=== Begin Enclosure ===

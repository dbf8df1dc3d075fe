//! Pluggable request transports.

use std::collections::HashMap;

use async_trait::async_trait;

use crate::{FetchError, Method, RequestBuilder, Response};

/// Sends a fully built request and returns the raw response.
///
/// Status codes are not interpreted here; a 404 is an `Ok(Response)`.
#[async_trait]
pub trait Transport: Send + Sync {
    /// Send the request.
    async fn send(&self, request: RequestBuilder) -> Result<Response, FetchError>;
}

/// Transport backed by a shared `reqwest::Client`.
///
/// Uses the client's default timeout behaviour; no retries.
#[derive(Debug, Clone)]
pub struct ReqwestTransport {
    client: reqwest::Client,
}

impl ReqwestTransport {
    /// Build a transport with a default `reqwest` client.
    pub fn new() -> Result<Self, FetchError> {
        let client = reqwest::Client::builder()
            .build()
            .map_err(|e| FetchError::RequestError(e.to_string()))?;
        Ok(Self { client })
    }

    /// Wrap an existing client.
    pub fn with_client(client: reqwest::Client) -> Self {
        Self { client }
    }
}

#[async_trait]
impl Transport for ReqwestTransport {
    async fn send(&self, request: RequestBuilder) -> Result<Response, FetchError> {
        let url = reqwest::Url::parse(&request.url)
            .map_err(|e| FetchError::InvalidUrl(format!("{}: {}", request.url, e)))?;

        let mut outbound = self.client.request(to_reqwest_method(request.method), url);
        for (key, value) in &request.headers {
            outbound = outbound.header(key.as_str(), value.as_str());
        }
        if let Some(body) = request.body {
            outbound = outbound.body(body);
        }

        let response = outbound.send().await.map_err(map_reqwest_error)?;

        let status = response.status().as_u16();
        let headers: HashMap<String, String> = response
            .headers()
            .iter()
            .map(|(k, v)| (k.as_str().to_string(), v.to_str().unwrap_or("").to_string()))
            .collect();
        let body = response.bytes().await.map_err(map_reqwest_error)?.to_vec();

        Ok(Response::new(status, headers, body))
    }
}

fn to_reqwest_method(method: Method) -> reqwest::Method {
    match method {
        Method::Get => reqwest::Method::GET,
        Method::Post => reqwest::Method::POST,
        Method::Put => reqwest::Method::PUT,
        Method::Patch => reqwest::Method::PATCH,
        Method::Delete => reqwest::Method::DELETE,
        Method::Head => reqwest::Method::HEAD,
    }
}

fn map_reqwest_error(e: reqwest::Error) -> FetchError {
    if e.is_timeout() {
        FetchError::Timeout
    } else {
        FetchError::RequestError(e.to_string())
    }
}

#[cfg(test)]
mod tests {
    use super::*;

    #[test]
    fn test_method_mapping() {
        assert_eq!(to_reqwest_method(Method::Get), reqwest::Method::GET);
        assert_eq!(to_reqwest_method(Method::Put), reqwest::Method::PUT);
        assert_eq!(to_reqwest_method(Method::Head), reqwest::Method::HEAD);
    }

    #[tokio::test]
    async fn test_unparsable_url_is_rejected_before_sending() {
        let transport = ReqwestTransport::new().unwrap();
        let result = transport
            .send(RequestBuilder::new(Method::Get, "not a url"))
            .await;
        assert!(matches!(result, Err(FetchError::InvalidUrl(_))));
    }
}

=== End Enclosure ===
=== Begin Enclosure ===

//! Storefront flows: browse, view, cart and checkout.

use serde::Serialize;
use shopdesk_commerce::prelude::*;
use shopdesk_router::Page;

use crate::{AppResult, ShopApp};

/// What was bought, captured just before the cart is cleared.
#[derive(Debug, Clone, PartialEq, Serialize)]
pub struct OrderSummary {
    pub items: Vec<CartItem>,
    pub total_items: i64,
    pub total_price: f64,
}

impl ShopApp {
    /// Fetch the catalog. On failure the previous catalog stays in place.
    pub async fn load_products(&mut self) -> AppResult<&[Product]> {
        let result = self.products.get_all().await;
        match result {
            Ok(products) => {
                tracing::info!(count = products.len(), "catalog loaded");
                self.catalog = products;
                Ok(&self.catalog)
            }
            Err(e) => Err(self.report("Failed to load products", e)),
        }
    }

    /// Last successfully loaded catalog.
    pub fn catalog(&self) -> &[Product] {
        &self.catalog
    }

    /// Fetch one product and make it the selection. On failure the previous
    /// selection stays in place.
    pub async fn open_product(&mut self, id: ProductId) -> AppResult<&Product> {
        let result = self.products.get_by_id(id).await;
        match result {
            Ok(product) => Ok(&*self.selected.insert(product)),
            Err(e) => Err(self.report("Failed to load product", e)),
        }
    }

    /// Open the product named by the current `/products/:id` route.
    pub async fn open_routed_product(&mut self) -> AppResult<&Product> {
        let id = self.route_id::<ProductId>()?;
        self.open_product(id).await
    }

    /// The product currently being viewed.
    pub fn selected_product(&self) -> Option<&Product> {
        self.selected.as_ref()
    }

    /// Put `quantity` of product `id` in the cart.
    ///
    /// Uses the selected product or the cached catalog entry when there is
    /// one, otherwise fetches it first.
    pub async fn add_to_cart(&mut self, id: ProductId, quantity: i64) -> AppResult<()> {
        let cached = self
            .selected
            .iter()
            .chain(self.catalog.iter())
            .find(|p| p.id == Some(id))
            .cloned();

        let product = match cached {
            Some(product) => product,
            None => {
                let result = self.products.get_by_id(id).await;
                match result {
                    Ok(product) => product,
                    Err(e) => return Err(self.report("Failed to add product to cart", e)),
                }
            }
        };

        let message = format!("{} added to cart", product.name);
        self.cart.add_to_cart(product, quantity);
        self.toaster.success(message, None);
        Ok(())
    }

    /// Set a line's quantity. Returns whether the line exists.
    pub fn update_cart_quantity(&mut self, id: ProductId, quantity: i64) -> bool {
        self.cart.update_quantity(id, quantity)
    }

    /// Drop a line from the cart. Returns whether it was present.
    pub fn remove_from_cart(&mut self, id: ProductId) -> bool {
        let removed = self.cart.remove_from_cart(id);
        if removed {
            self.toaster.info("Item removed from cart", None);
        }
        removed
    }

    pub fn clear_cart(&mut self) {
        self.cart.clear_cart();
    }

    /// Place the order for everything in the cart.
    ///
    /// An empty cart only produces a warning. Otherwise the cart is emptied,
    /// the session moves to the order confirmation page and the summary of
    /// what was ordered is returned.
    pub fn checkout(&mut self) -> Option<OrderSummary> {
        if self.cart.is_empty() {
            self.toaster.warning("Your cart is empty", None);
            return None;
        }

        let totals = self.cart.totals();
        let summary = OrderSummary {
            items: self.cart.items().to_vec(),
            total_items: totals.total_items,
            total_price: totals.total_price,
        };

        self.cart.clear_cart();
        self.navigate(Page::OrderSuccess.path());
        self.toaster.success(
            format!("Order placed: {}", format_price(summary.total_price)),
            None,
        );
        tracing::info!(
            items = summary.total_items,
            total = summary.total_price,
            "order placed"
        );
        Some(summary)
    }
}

=== End Enclosure ===
=== Begin Enclosure ===

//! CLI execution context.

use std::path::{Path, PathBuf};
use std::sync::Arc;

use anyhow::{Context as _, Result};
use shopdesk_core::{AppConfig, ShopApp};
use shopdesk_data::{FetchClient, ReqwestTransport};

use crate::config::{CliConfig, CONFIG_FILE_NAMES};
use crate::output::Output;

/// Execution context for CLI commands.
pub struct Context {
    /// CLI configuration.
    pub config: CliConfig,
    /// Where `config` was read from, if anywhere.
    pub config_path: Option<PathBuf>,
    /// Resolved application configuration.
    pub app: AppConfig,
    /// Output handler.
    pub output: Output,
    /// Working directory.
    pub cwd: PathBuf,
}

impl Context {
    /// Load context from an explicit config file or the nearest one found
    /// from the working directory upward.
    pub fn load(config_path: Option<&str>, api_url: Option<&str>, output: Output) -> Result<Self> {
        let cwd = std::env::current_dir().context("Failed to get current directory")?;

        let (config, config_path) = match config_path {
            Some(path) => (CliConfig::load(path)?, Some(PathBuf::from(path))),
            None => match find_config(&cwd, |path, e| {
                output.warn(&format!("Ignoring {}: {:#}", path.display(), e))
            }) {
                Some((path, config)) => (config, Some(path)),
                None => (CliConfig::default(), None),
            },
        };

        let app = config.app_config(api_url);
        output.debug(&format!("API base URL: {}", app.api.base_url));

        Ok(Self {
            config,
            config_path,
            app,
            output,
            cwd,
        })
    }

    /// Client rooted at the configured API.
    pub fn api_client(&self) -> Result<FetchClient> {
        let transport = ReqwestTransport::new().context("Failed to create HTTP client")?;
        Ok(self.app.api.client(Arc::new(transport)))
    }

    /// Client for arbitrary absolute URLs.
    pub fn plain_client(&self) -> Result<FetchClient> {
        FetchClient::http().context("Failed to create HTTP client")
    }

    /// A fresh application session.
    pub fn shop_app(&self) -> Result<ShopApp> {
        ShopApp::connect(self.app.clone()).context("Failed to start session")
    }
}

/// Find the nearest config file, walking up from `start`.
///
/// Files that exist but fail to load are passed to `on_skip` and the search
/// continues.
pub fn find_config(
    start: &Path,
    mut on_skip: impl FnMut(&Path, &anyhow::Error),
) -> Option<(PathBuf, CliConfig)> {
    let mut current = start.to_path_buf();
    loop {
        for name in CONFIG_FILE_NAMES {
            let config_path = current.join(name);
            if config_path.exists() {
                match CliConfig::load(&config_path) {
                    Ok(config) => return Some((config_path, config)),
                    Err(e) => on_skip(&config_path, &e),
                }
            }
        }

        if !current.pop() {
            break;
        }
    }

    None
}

=== End Enclosure ===

### What the task asks
Each line of the records above that contains the word "warning" should be counted; give the resulting number without further words.

### Task solution
2